Prompt:
For the listing below, print exactly the lines from the line with "pub fn dollars(&self)" to the line with "impl Default for", both included, and nothing beyond them.

Supplied records:
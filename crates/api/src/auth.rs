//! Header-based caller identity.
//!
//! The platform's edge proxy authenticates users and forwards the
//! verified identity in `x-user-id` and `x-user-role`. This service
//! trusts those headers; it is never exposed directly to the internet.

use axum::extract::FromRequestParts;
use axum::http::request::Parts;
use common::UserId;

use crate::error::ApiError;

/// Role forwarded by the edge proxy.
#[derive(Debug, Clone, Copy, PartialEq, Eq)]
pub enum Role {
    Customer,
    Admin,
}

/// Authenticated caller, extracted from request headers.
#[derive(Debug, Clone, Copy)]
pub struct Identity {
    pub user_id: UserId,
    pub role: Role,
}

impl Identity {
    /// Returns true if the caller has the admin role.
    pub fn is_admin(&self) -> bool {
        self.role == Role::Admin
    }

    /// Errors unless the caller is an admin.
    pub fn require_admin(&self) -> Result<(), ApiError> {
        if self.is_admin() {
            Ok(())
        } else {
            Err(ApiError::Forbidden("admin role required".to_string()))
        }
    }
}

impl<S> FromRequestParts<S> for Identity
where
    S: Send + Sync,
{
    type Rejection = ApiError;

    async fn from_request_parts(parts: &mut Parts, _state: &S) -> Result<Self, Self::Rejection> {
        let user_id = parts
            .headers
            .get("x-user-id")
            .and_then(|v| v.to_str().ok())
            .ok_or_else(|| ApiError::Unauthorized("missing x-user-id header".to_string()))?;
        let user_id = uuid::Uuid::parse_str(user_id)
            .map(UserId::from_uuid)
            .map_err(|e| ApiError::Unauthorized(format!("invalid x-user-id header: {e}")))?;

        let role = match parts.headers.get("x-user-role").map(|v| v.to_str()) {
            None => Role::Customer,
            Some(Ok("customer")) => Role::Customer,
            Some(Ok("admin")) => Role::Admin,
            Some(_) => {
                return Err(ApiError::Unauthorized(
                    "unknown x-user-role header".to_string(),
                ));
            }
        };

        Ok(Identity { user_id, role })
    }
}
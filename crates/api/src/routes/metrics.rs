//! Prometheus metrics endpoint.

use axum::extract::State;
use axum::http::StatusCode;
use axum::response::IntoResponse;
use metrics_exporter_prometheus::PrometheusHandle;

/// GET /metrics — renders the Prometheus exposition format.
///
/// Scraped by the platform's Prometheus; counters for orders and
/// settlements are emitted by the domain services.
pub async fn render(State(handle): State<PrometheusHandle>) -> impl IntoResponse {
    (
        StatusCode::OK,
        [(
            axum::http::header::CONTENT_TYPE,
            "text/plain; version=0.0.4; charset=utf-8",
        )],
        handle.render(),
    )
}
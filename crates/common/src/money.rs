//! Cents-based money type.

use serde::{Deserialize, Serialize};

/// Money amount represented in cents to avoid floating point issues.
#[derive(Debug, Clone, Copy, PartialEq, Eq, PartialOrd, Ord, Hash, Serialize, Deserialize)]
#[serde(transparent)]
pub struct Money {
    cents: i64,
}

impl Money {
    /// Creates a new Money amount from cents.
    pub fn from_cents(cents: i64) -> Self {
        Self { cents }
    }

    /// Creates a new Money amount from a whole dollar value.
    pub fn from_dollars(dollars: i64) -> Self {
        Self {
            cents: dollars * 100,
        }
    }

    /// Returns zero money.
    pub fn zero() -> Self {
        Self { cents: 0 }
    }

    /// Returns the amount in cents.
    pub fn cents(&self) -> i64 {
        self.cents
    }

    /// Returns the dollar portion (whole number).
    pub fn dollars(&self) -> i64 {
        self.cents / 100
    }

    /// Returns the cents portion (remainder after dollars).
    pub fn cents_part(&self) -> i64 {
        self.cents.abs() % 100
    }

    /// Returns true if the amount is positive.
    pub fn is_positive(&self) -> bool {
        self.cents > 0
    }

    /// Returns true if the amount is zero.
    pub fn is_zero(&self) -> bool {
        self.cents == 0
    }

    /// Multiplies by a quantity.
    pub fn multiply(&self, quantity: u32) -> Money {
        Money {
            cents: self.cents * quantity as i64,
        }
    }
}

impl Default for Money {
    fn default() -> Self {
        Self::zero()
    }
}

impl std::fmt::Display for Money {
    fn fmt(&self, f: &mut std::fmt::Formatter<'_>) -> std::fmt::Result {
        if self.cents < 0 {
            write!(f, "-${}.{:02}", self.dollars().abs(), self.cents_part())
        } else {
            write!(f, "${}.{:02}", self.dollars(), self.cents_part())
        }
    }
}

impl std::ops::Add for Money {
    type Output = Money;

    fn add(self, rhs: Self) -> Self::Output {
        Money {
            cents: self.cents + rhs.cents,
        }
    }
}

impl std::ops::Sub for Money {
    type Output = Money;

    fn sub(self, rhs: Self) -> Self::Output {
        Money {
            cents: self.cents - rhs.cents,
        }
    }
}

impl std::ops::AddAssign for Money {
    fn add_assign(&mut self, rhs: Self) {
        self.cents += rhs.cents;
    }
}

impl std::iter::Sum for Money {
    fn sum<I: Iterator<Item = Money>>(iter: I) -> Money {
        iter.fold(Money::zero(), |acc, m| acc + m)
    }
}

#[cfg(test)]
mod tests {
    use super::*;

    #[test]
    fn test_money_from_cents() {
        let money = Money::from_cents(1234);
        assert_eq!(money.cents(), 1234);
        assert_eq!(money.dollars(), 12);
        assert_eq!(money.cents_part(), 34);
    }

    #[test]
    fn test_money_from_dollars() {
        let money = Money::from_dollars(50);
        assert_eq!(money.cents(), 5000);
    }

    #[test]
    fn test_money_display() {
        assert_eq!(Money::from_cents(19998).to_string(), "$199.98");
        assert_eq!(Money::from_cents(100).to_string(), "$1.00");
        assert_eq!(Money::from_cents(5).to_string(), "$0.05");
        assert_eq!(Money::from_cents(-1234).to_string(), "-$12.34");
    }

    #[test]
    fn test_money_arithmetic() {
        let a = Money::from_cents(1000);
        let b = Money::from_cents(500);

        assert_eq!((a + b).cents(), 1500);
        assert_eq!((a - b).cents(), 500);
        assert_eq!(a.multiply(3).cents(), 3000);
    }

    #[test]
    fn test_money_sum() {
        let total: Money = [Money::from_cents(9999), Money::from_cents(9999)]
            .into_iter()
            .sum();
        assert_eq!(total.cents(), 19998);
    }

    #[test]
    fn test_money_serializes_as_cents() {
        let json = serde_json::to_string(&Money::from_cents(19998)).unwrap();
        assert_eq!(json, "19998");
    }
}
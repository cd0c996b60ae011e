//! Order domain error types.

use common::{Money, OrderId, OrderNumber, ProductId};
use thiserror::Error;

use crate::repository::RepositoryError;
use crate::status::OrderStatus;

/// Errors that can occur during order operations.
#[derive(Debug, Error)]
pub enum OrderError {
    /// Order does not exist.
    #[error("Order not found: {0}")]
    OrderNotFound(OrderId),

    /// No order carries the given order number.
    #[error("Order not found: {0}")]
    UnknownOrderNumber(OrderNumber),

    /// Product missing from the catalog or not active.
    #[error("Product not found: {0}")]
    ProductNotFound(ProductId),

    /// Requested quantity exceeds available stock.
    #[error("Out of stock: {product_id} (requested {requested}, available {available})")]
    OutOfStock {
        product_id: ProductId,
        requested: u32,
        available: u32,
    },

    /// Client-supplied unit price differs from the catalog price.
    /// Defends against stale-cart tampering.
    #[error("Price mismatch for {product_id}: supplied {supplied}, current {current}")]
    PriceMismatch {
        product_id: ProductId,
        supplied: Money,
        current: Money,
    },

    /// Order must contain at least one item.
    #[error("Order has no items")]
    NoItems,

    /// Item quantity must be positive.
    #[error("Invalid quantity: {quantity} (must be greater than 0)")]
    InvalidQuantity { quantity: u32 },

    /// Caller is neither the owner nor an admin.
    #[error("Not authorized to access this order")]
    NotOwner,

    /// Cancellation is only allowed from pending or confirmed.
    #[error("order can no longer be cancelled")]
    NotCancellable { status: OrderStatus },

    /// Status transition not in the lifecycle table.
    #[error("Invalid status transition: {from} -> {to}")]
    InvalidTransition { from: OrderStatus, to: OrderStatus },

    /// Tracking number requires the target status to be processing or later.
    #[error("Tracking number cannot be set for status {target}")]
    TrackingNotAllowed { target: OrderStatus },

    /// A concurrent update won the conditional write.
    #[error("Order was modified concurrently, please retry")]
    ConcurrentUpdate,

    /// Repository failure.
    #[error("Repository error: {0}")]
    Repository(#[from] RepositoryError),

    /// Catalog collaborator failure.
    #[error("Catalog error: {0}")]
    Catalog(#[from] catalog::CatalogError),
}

Reply to the task:
    pub fn dollars(&self) -> i64 {
        self.cents / 100
    }

    /// Returns the cents portion (remainder after dollars).
    pub fn cents_part(&self) -> i64 {
        self.cents.abs() % 100
    }

    /// Returns true if the amount is positive.
    pub fn is_positive(&self) -> bool {
        self.cents > 0
    }

    /// Returns true if the amount is zero.
    pub fn is_zero(&self) -> bool {
        self.cents == 0
    }

    /// Multiplies by a quantity.
    pub fn multiply(&self, quantity: u32) -> Money {
        Money {
            cents: self.cents * quantity as i64,
        }
    }
}

impl Default for Money {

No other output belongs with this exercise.